### WORK INSTRUCTION
The entries shown below should be output exactly as they appear.
_ _ _ _ _ _ _
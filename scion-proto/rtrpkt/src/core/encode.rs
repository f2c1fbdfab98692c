// Copyright 2026 Anapaya Systems
//
// Licensed under the Apache License, Version 2.0 (the "License");
// you may not use this file except in compliance with the License.
// You may obtain a copy of the License at
//
//   http://www.apache.org/licenses/LICENSE-2.0
//
// Unless required by applicable law or agreed to in writing, software
// distributed under the License is distributed on an "AS IS" BASIS,
// WITHOUT WARRANTIES OR CONDITIONS OF ANY KIND, either express or implied.
// See the License for the specific language governing permissions and
// limitations under the License.

//! Encoding of structured values into byte buffers
//!
//! Every section that the packet assembler writes implements [`WireEncode`]. The trait has three
//! responsibilities:
//!
//! 1. Calculating the required size for the wire encoding
//! 2. Validating that the value can be represented on the wire
//! 3. Writing the wire format into a provided byte buffer
//!
//! Validation is not semantic validation. It only rejects values that would produce an invalid
//! wire format, e.g. an extension whose length is not a multiple of a line.

/// Allows encoding to wire format.
pub trait WireEncode {
    /// Returns the size required for the wire encoding.
    fn required_size(&self) -> usize;

    /// Validates that all fields in the structure are valid for encoding.
    fn wire_valid(&self) -> Result<(), InvalidStructureError> {
        Ok(())
    }

    /// Writes the wire encoding into the provided buffer and returns the number of bytes
    /// written.
    ///
    /// The buffer must be at least `self.required_size()` bytes long and the structure must be
    /// valid for encoding. A shorter buffer panics.
    fn encode_into(&self, buf: &mut [u8]) -> usize;

    /// Checks the structure and the buffer, then writes the wire encoding.
    ///
    /// Returns the number of bytes written.
    fn encode(&self, buf: &mut [u8]) -> Result<usize, EncodeError> {
        self.wire_valid()?;

        let required = self.required_size();
        if buf.len() < required {
            return Err(EncodeError::BufferTooSmall {
                required,
                actual: buf.len(),
            });
        }

        Ok(self.encode_into(&mut buf[..required]))
    }
}

/// Errors that can occur during encoding.
#[derive(Debug, Clone, PartialEq, Eq, thiserror::Error)]
pub enum EncodeError {
    /// The structure which was attempted to be encoded is invalid.
    #[error(transparent)]
    InvalidStructure(#[from] InvalidStructureError),
    /// The provided buffer is too small.
    #[error("buffer too small: required {required}, actual {actual}")]
    BufferTooSmall {
        /// Number of bytes the encoding needs
        required: usize,
        /// Number of bytes available
        actual: usize,
    },
}

/// Given structure has invalid fields to encode correctly.
#[derive(Debug, Clone, PartialEq, Eq, thiserror::Error)]
#[error("cannot encode structure: {0}")]
pub struct InvalidStructureError(&'static str);
impl From<&'static str> for InvalidStructureError {
    fn from(s: &'static str) -> Self {
        InvalidStructureError(s)
    }
}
_ _ _ _ _ _ _
### TASK RESPONSE
filename scion-proto/rtrpkt/src/core/encode.rs
repository f2c1fbdfab98692c
// Copyright 2026 Anapaya Systems
//
// Licensed under the Apache License, Version 2.0 (the "License");
// you may not use this file except in compliance with the License.
// You may obtain a copy of the License at
//
//   http://www.apache.org/licenses/LICENSE-2.0
//
// Unless required by applicable law or agreed to in writing, software
// distributed under the License is distributed on an "AS IS" BASIS,
// WITHOUT WARRANTIES OR CONDITIONS OF ANY KIND, either express or implied.
// See the License for the specific language governing permissions and
// limitations under the License.

//! Encoding of structured values into byte buffers
//!
//! Every section that the packet assembler writes implements [`WireEncode`]. The trait has three
//! responsibilities:
//!
//! 1. Calculating the required size for the wire encoding
//! 2. Validating that the value can be represented on the wire
//! 3. Writing the wire format into a provided byte buffer
//!
//! Validation is not semantic validation. It only rejects values that would produce an invalid
//! wire format, e.g. an extension whose length is not a multiple of a line.

/// Allows encoding to wire format.
pub trait WireEncode {
    /// Returns the size required for the wire encoding.
    fn required_size(&self) -> usize;

    /// Validates that all fields in the structure are valid for encoding.
    fn wire_valid(&self) -> Result<(), InvalidStructureError> {
        Ok(())
    }

    /// Writes the wire encoding into the provided buffer and returns the number of bytes
    /// written.
    ///
    /// The buffer must be at least `self.required_size()` bytes long and the structure must be
    /// valid for encoding. A shorter buffer panics.
    fn encode_into(&self, buf: &mut [u8]) -> usize;

    /// Checks the structure and the buffer, then writes the wire encoding.
    ///
    /// Returns the number of bytes written.
    fn encode(&self, buf: &mut [u8]) -> Result<usize, EncodeError> {
        self.wire_valid()?;

        let required = self.required_size();
        if buf.len() < required {
            return Err(EncodeError::BufferTooSmall {
                required,
                actual: buf.len(),
            });
        }

        Ok(self.encode_into(&mut buf[..required]))
    }
}

/// Errors that can occur during encoding.
#[derive(Debug, Clone, PartialEq, Eq, thiserror::Error)]
pub enum EncodeError {
    /// The structure which was attempted to be encoded is invalid.
    #[error(transparent)]
    InvalidStructure(#[from] InvalidStructureError),
    /// The provided buffer is too small.
    #[error("buffer too small: required {required}, actual {actual}")]
    BufferTooSmall {
        /// Number of bytes the encoding needs
        required: usize,
        /// Number of bytes available
        actual: usize,
    },
}

/// Given structure has invalid fields to encode correctly.
#[derive(Debug, Clone, PartialEq, Eq, thiserror::Error)]
#[error("cannot encode structure: {0}")]
pub struct InvalidStructureError(&'static str);
impl From<&'static str> for InvalidStructureError {
    fn from(s: &'static str) -> Self {
        InvalidStructureError(s)
    }
}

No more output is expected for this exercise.